Source: Consortium News

The United Kingdom’s “Brexit” vote may cause short-term economic pain and present long-term geopolitical risks, but it is a splash of ice water in the face of the West’s Establishment, which has grown more and more insular, elitist and unaccountable over recent decades.

The West’s powers-that-be, in both the United States and the European Union, too often display contempt for real democracy, maintaining only the façade of respecting the popular will, manipulating voters at election time with red-meat politics and empty promises – before getting back to the business of comforting the comfortable and letting the comfortable afflict the afflicted.

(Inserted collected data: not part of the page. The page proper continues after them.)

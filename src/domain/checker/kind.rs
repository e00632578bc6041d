use std::fmt;
use std::str::FromStr;

use serde::{Deserialize, Deserializer, Serialize, Serializer};

/// Instruction group a checker belongs to
#[derive(Debug, Clone, Copy, PartialEq, Eq, Hash, PartialOrd, Ord)]
pub enum InstructionGroup {
    Keywords,
    Language,
    LengthConstraints,
    DetectableContent,
    DetectableFormat,
    Case,
    StartEnd,
    Punctuation,
}

impl InstructionGroup {
    pub fn as_str(&self) -> &'static str {
        match self {
            Self::Keywords => "KEYWORDS",
            Self::Language => "LANGUAGE",
            Self::LengthConstraints => "LENGTH CONSTRAINTS",
            Self::DetectableContent => "DETECTABLE CONTENT",
            Self::DetectableFormat => "DETECTABLE FORMAT",
            Self::Case => "CASE",
            Self::StartEnd => "START_END",
            Self::Punctuation => "PUNCTUATION",
        }
    }
}

impl fmt::Display for InstructionGroup {
    fn fmt(&self, f: &mut fmt::Formatter<'_>) -> fmt::Result {
        write!(f, "{}", self.as_str())
    }
}

/// Closed set of formatting rules a test case can be bound to
#[derive(Debug, Clone, Copy, PartialEq, Eq, Hash, PartialOrd, Ord)]
pub enum CheckerKind {
    KeywordsPresence,
    KeywordFrequency,
    LetterFrequency,
    CyrillicGreek,
    WordCount,
    SentenceCount,
    Postscript,
    PlaceholderCount,
    SpacesInBetween,
    TitleFormat,
    HighlightedSectionsCount,
    JsonFormat,
    PythonListFormat,
    AllUppercase,
    AllLowercase,
    NAllCapitalWords,
    EndPhrase,
    Quotation,
    NCommas,
}

impl CheckerKind {
    pub const ALL: [CheckerKind; 19] = [
        Self::KeywordsPresence,
        Self::KeywordFrequency,
        Self::LetterFrequency,
        Self::CyrillicGreek,
        Self::WordCount,
        Self::SentenceCount,
        Self::Postscript,
        Self::PlaceholderCount,
        Self::SpacesInBetween,
        Self::TitleFormat,
        Self::HighlightedSectionsCount,
        Self::JsonFormat,
        Self::PythonListFormat,
        Self::AllUppercase,
        Self::AllLowercase,
        Self::NAllCapitalWords,
        Self::EndPhrase,
        Self::Quotation,
        Self::NCommas,
    ];

    /// Dataset name of the kind
    pub fn as_str(&self) -> &'static str {
        match self {
            Self::KeywordsPresence => "KeywordsPresenceChecker",
            Self::KeywordFrequency => "KeywordFrequencyChecker",
            Self::LetterFrequency => "LetterFrequencyChecker",
            Self::CyrillicGreek => "CyrillicGreekChecker",
            Self::WordCount => "WordCountChecker",
            Self::SentenceCount => "SentenceCountChecker",
            Self::Postscript => "PostscriptChecker",
            Self::PlaceholderCount => "PlaceholderCountChecker",
            Self::SpacesInBetween => "SpacesInBetweenChecker",
            Self::TitleFormat => "TitleFormatChecker",
            Self::HighlightedSectionsCount => "HighlightedSectionsCountChecker",
            Self::JsonFormat => "JsonFormatChecker",
            Self::PythonListFormat => "PythonListFormatChecker",
            Self::AllUppercase => "AllUppercaseChecker",
            Self::AllLowercase => "AllLowercaseChecker",
            Self::NAllCapitalWords => "NAllCapitalWordsChecker",
            Self::EndPhrase => "EndPhraseChecker",
            Self::Quotation => "QuotationChecker",
            Self::NCommas => "NCommasChecker",
        }
    }

    pub fn group(&self) -> InstructionGroup {
        match self {
            Self::KeywordsPresence | Self::KeywordFrequency | Self::LetterFrequency => {
                InstructionGroup::Keywords
            }
            Self::CyrillicGreek => InstructionGroup::Language,
            Self::WordCount | Self::SentenceCount => InstructionGroup::LengthConstraints,
            Self::Postscript | Self::PlaceholderCount => InstructionGroup::DetectableContent,
            Self::SpacesInBetween
            | Self::TitleFormat
            | Self::HighlightedSectionsCount
            | Self::JsonFormat
            | Self::PythonListFormat => InstructionGroup::DetectableFormat,
            Self::AllUppercase | Self::AllLowercase | Self::NAllCapitalWords => {
                InstructionGroup::Case
            }
            Self::EndPhrase | Self::Quotation => InstructionGroup::StartEnd,
            Self::NCommas => InstructionGroup::Punctuation,
        }
    }
}

impl fmt::Display for CheckerKind {
    fn fmt(&self, f: &mut fmt::Formatter<'_>) -> fmt::Result {
        write!(f, "{}", self.as_str())
    }
}

#[derive(Debug, Clone, PartialEq, Eq, thiserror::Error)]
#[error("Unknown checker kind '{0}'")]
pub struct UnknownCheckerKind(pub String);

impl FromStr for CheckerKind {
    type Err = UnknownCheckerKind;

    /// Accepts the exact dataset name, or the name without the `Checker` suffix in any case
    fn from_str(s: &str) -> Result<Self, Self::Err> {
        let trimmed = s.trim();

        if let Some(kind) = Self::ALL.iter().find(|k| k.as_str() == trimmed) {
            return Ok(*kind);
        }

        let short = trimmed.to_ascii_lowercase();
        let short = short.strip_suffix("checker").unwrap_or(&short);

        Self::ALL
            .iter()
            .find(|k| {
                k.as_str()
                    .trim_end_matches("Checker")
                    .eq_ignore_ascii_case(short)
            })
            .copied()
            .ok_or_else(|| UnknownCheckerKind(s.to_string()))
    }
}

impl Serialize for CheckerKind {
    fn serialize<S: Serializer>(&self, serializer: S) -> Result<S::Ok, S::Error> {
        serializer.serialize_str(self.as_str())
    }
}

impl<'de> Deserialize<'de> for CheckerKind {
    fn deserialize<D: Deserializer<'de>>(deserializer: D) -> Result<Self, D::Error> {
        let value = String::deserialize(deserializer)?;
        value.parse().map_err(serde::de::Error::custom)
    }
}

That has been the grim and tiresome reality with America’s two parties and with the E.U.’s bureaucrats. The average American and the average European have every reason to see themselves as a lesser concern to the politicians and the pundits than the special interests which pay the money and call the tune.

In the stunning “Brexit” vote – with 52 percent wanting to abandon the 28-nation European Union – U.K. voters rejected the West’s politics-as-usual despite dire warnings about the downsides of leaving. They voted, in effect, to assert their own nationalistic needs and aspirations over a commitment to continental unity and its more universal goals.

But, in the vote, there was also a recognition that the West’s Establishment has grown corrupt and arrogant, routinely imposing on the people “experts” who claim to be neutral technocrats or objective scholars but whose pockets are lined with fat pay checks from “prestigious” think tanks funded by the Military-Industrial Complex or by lucrative revolving-door trips to investment banks on Wall Street or The City.

Despite the Establishment’s self-image as a “meritocracy,” its corrupted experts and haughty bureaucrats don’t even demonstrate basic competence anymore. They have led Europe and the United States into catastrophe after catastrophe, both economically and geopolitically. And, there is another troubling feature of this Establishment: its lack of accountability.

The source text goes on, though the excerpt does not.